__Material for the task__
◇ ◇ ◇ ◇ ◇ ◇ ◇
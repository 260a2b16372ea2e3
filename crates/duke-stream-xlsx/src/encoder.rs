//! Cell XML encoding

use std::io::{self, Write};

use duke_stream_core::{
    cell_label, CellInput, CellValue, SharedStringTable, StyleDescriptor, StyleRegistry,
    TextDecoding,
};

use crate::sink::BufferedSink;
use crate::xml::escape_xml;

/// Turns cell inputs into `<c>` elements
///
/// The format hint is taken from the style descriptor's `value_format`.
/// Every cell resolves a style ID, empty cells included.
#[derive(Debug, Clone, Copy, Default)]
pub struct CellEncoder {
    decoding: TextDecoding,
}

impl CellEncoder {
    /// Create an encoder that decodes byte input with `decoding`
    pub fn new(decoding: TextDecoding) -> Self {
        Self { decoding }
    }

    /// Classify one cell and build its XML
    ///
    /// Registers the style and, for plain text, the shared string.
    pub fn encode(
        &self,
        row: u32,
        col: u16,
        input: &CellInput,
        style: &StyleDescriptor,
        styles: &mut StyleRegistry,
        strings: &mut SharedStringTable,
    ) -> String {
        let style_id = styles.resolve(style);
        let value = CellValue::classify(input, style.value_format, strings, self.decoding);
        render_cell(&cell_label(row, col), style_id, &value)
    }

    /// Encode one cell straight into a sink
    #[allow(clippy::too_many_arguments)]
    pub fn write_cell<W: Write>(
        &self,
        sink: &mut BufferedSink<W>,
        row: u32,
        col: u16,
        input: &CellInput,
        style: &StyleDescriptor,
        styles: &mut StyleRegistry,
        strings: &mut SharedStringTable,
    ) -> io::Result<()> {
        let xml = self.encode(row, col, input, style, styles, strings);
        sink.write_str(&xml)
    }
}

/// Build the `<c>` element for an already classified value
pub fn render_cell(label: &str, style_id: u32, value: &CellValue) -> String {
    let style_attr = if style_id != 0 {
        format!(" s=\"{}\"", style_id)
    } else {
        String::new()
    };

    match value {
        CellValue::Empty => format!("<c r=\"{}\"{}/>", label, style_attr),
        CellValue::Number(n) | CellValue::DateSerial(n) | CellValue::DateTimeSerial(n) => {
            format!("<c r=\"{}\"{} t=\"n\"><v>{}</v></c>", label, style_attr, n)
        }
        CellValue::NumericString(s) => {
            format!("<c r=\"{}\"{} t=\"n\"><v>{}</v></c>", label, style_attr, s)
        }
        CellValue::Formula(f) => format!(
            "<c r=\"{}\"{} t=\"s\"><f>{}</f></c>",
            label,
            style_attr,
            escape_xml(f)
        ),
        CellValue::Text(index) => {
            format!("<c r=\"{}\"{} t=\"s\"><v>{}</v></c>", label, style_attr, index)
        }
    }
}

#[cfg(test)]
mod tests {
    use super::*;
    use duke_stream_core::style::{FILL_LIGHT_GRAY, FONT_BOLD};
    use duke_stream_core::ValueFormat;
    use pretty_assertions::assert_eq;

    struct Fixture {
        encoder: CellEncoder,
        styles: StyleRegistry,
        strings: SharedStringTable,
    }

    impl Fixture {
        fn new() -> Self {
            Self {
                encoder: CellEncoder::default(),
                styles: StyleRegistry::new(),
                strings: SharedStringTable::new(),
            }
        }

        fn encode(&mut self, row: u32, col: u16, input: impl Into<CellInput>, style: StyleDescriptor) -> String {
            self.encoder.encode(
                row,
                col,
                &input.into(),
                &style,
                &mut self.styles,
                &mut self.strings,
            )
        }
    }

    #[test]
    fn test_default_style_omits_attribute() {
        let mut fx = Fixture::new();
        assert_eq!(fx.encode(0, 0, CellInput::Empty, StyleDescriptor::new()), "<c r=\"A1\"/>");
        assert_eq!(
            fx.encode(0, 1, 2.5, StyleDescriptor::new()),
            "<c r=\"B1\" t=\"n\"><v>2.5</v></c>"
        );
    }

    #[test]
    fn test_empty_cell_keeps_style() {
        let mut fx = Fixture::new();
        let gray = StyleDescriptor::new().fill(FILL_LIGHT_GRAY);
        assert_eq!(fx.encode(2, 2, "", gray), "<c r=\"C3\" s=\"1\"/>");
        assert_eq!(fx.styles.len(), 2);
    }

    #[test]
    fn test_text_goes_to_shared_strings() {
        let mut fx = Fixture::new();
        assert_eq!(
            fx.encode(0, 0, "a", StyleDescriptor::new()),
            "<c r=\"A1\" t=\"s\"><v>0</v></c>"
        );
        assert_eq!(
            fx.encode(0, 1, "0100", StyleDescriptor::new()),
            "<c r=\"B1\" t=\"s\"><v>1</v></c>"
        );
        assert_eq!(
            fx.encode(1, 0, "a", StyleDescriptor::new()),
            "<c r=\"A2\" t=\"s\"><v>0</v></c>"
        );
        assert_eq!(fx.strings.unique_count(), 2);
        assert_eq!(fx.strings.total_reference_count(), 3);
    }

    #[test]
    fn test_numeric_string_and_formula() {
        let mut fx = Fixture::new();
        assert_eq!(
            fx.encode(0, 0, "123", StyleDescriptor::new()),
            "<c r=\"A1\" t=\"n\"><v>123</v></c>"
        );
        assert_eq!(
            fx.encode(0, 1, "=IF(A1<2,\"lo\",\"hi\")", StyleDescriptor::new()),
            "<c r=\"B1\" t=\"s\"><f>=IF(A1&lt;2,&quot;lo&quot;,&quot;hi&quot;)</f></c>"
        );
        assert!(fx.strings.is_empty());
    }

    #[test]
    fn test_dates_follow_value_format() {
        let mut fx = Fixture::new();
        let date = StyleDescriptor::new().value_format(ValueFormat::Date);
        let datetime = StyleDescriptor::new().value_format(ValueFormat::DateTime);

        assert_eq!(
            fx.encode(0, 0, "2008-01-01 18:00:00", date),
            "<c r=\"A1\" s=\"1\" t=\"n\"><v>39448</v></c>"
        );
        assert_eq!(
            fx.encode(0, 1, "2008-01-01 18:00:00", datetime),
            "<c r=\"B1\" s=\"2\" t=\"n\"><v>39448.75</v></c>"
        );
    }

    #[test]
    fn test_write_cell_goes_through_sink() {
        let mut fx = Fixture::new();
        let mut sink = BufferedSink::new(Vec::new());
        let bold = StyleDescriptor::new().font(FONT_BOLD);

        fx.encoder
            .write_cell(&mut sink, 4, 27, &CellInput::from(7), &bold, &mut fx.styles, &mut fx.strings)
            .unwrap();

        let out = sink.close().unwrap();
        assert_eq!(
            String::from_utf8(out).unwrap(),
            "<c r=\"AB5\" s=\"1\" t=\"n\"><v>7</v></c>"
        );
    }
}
◇ ◇ ◇ ◇ ◇ ◇ ◇
__Aim of the exercise__
Check each line above for the word "CellEncoder" and copy every line that has it.

__Task response__
pub struct CellEncoder {
impl CellEncoder {
        encoder: CellEncoder,
                encoder: CellEncoder::default(),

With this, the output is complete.